Hi all!
We have a small test cluster of 44 compute nodes and we have 4 cnodes
with 2 MICs per node.
So, I would like to share with you my latest version of mpirun-mic
script. It is based on the script that was created by Mr. Olli-Pekka
Lehto. The users are happy with that script and if you would like you
could include it in the next Slurm release, if Mr. Lehot agrees with
this.
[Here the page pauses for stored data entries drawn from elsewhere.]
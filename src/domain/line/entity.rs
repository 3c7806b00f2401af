//! Line entity and its caller-info projection

use crate::domain::session::{Direction, Session, SessionState};
use crate::domain::shared::value_objects::{LineNumber, SessionId};
use chrono::{DateTime, Utc};
use serde::{Deserialize, Serialize};

/// Line key state
#[derive(Debug, Clone, Copy, PartialEq, Eq, Serialize, Deserialize)]
#[serde(rename_all = "lowercase")]
pub enum LineState {
    Idle,
    Ringing,
    Dialing,
    Active,
    Hold,
}

impl LineState {
    /// Line state shown for a session
    pub fn project(session: &Session) -> LineState {
        match (session.state(), session.direction()) {
            (SessionState::Initiating | SessionState::Dialing, _) => LineState::Dialing,
            (SessionState::Ringing, Direction::Incoming) => LineState::Ringing,
            (SessionState::Ringing, Direction::Outgoing) => LineState::Dialing,
            (SessionState::Active, _) => LineState::Active,
            (SessionState::Hold, _) => LineState::Hold,
            (SessionState::Terminated | SessionState::Failed, _) => LineState::Idle,
        }
    }
}

/// Caller details denormalized onto a line for display
#[derive(Debug, Clone, PartialEq, Eq, Serialize, Deserialize)]
pub struct CallerInfo {
    pub number: String,
    pub display_name: Option<String>,
    pub direction: Direction,
    pub on_hold: bool,
    pub muted: bool,
    pub answered_at: Option<DateTime<Utc>>,
    pub is_consultation_call: bool,
}

impl CallerInfo {
    pub fn project(session: &Session) -> Self {
        Self {
            number: session.remote().number().to_string(),
            display_name: session.remote().display_name().map(str::to_string),
            direction: session.direction(),
            on_hold: session.is_on_hold(),
            muted: session.is_muted(),
            answered_at: session.answered_at().copied(),
            is_consultation_call: session.is_consultation_call(),
        }
    }
}

/// A physical line slot
#[derive(Debug, Clone, PartialEq, Eq, Serialize, Deserialize)]
pub struct Line {
    number: LineNumber,
    session_id: Option<SessionId>,
    state: LineState,
    caller: Option<CallerInfo>,
}

impl Line {
    pub fn new(number: LineNumber) -> Self {
        Self {
            number,
            session_id: None,
            state: LineState::Idle,
            caller: None,
        }
    }

    /// Recompute state and caller info from the bound session.
    /// Returns true when the visible snapshot changed.
    pub(crate) fn refresh(&mut self, session: &Session) -> bool {
        let before = (self.state, self.caller.clone());
        self.session_id = Some(session.id());
        self.state = LineState::project(session);
        self.caller = Some(CallerInfo::project(session));
        before != (self.state, self.caller.clone())
    }

    pub(crate) fn clear(&mut self) {
        self.session_id = None;
        self.state = LineState::Idle;
        self.caller = None;
    }

    pub fn number(&self) -> LineNumber {
        self.number
    }

    pub fn session_id(&self) -> Option<SessionId> {
        self.session_id
    }

    pub fn state(&self) -> LineState {
        self.state
    }

    pub fn caller(&self) -> Option<&CallerInfo> {
        self.caller.as_ref()
    }

    pub fn is_idle(&self) -> bool {
        self.session_id.is_none()
    }
}

#[cfg(test)]
mod tests {
    use super::*;
    use crate::domain::session::SessionEvent;
    use crate::domain::shared::value_objects::RemoteParty;

    #[test]
    fn test_projection_follows_session() {
        let mut session = Session::new(
            Direction::Incoming,
            RemoteParty::new("+15550100", Some("Front Desk".to_string())),
        );
        session.apply(&SessionEvent::Alert).unwrap();

        let mut line = Line::new(LineNumber::default());
        assert!(line.refresh(&session));
        assert_eq!(line.state(), LineState::Ringing);
        assert_eq!(line.caller().unwrap().display_name.as_deref(), Some("Front Desk"));

        // Nothing changed, nothing to report
        assert!(!line.refresh(&session));

        session.apply(&SessionEvent::Answer).unwrap();
        assert!(line.refresh(&session));
        assert_eq!(line.state(), LineState::Active);

        line.clear();
        assert!(line.is_idle());
        assert_eq!(line.state(), LineState::Idle);
        assert!(line.caller().is_none());
    }

    #[test]
    fn test_outbound_ringing_shows_dialing() {
        let mut session = Session::new(Direction::Outgoing, RemoteParty::new("101", None));
        session.apply(&SessionEvent::Dial).unwrap();
        session.apply(&SessionEvent::Alert).unwrap();
        assert_eq!(LineState::project(&session), LineState::Dialing);
    }
}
You can use it or modify it as you like :)
Here is the script (you can find it also attached with this message):
{{{
#!/bin/bash
# **************************************************************************
# Function: Wrapper that helps launching Intel MPI jobs within SLURM
# using MICs in native mode.
# mpiexec.hydra needs passwordless ssh access to all involved
nodes
# Version: 0.4
#---------------------------------------------------------------------------
# 11.10.2013 Created by Chrysovalantis Paschoulas, Juelich
Supercomputing Centre - Forschungszentrum Juelich
# Intial Script by (C) Olli-Pekka Lehto - CSC IT Center for Science Ltd.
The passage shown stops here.